Deze feiten leveren naar het oordeel van het Gerecht een redelijk vermoeden van schuld op ten aanzien van het ten laste gelegde. Voor wettig en overtuigend bewijs schiet het dossier echter tekort. Rechtstreeks bewijs, in de zin van vingerafdrukken of DNA van verdachte op het hangslot, op de drugs of op de munitie is niet voorhanden. De stelling van verdachte dat hij de bewuste sleutel, die deel uitmaakte van een uitgebreide sleutelbos, nooit heeft gebruikt, wordt niet door de beschikbare bewijsmiddelen weerlegd. Voor het aantreffen van de politiebroek heeft hij een niet onaannemelijke verklaring gegeven, te weten dat die broek daar al jaren lag. Uit het dossier volgt dat andere mannen zich regelmatig op het erf bevonden. Het kan bepaald niet worden uitgesloten dat deze mannen verantwoordelijk zijn voor de aanwezigheid van de contrabande, zonder dat verdachte daarbij betrokken is geweest.
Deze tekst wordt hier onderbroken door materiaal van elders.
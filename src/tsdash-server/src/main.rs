use actix_cors::Cors;
use actix_files as fs;
use actix_web::{web, App, HttpServer};
use anyhow::Result;
use std::path::Path;
use tracing_actix_web::TracingLogger;
use tsdash_core::config::{Config, StoreBackend};
use tsdash_server::api;

mod telemetry;

#[actix_web::main]
async fn main() -> Result<()> {
    let _guard = telemetry::init_telemetry(Path::new("./logs"))?;

    let config = Config::load("config.json").unwrap_or_else(|e| {
        tracing::warn!("Failed to load config.json, using defaults: {}", e);
        Config::default()
    });

    tracing::info!("tsdash starting");
    tracing::info!("  Port: {}", config.port);
    tracing::info!("  Connection store: {:?}", config.connection_store);
    if config.connection_store == StoreBackend::File {
        tracing::info!("  Data directory: {}", config.data_dir);
    }
    tracing::info!(
        "  Upstream requests: timeout={}s, retries={}, backoff={}ms",
        config.request.timeout_secs,
        config.request.max_retries,
        config.request.retry_backoff_ms
    );
    tracing::info!(
        "  CORS: enabled={}, origins={:?}",
        config.cors.enabled,
        config.cors.allowed_origins
    );
    if !config.production {
        tracing::warn!("Not in production mode: connection cookie is sent without Secure");
    }

    let app_state = web::Data::new(api::AppState::new(config.clone())?);

    let static_dir = config.static_dir.clone();
    let serve_static = Path::new(&static_dir).is_dir();
    if serve_static {
        tracing::info!("✓ Serving dashboard UI from {}", static_dir);
    } else {
        tracing::info!("No UI build at {}, serving the API only", static_dir);
    }

    let bind_addr = format!("0.0.0.0:{}", config.port);
    tracing::info!("🚀 Starting HTTP server on {}", bind_addr);

    let cors_config = config.cors.clone();
    let server = HttpServer::new(move || {
        let mut cors = Cors::default();

        if cors_config.enabled {
            for origin in &cors_config.allowed_origins {
                cors = cors.allowed_origin(origin);
            }
            cors = cors
                .allowed_methods(vec!["GET", "POST", "PATCH", "DELETE", "OPTIONS"])
                .allowed_headers(vec![
                    actix_web::http::header::ACCEPT,
                    actix_web::http::header::CONTENT_TYPE,
                ])
                .supports_credentials()
                .max_age(3600);
        }

        let static_dir = static_dir.clone();
        App::new()
            .app_data(app_state.clone())
            .wrap(cors)
            .wrap(TracingLogger::default())
            .configure(api::configure)
            .configure(move |cfg| {
                if serve_static {
                    cfg.service(fs::Files::new("/", &static_dir).index_file("index.html"));
                }
            })
    })
    .bind(&bind_addr)?
    .run();

    tracing::info!("Server running, press Ctrl+C to stop");

    server.await?;

    tracing::info!("Shutting down");
    Ok(())
}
Blijkens zijn requisitoir heeft de officier van justitie uit het bredere tegen verdachte gerichte onderzoek de overtuiging bekomen dat verdachte zich met drugssmokkel en drugshandel inlaat. In dat licht acht hij het niet geloofwaardig dat verdachte geen betrokkenheid bij de ten laste gelegde drugs en munitie heeft gehad.
Het Gerecht volgt de officier niet in deze lezing van het dossier. De Landsrecherche heeft sterk ingezet op onderzoek tegen verdachte omtrent een verdenking van overtreding van de Opiumlandsverordening. Er zijn veel BOB-middelen tegen verdachte ingezet en zijn handel en wandel in de bewuste periode is in aanmerkelijk detail in kaart gebracht in het dossier. Anders dan de officier kan het Gerecht uit de onderzoeksbevindingen niet concluderen dat verdachte inderdaad met drugs bezig is. In bijzonder is het Gerecht van oordeel dat het tapgesprek van 15 mei 2018, waarin verdachte spreekt over een container en drugs, niet belastend is, nu uit de rest van het gesprek blijkt dat het over de betrokkenheid van derden bij een andere, in Nederland in beslag genomen container gaat.
Al met al is het Gerecht van oordeel dat er, ex tunc beoordeeld, een terechte verdenking is ontstaan tegen verdachte. Door zijn consequente beroep op het zwijgrecht heeft verdachte het ontzenuwen van die verdenking allerminst bevorderd. Desondanks laat het dossier niet onaanzienlijke ruimte voor een scenario waarin verdachte onschuldig is en daarmee voor twijfel. Dit leidt tot vrijspraak.

BESLISSING

Het Gerecht:
verklaart niet wettig en overtuigend bewezen dat de verdachte de onder 1 en 2 ten laste gelegde feiten heeft begaan en spreekt hem daarvan vrij;
heft op het bevel tot voorlopige hechtenis.
Dit vonnis is gewezen door de rechter mr. D. Gruijters, bijgestaan door mr. C. Bernsen, (zittingsgriffier), en op 19 december 2018 in tegenwoordigheid van de griffier uitgesproken ter openbare terechtzitting van het Gerecht in Curaçao.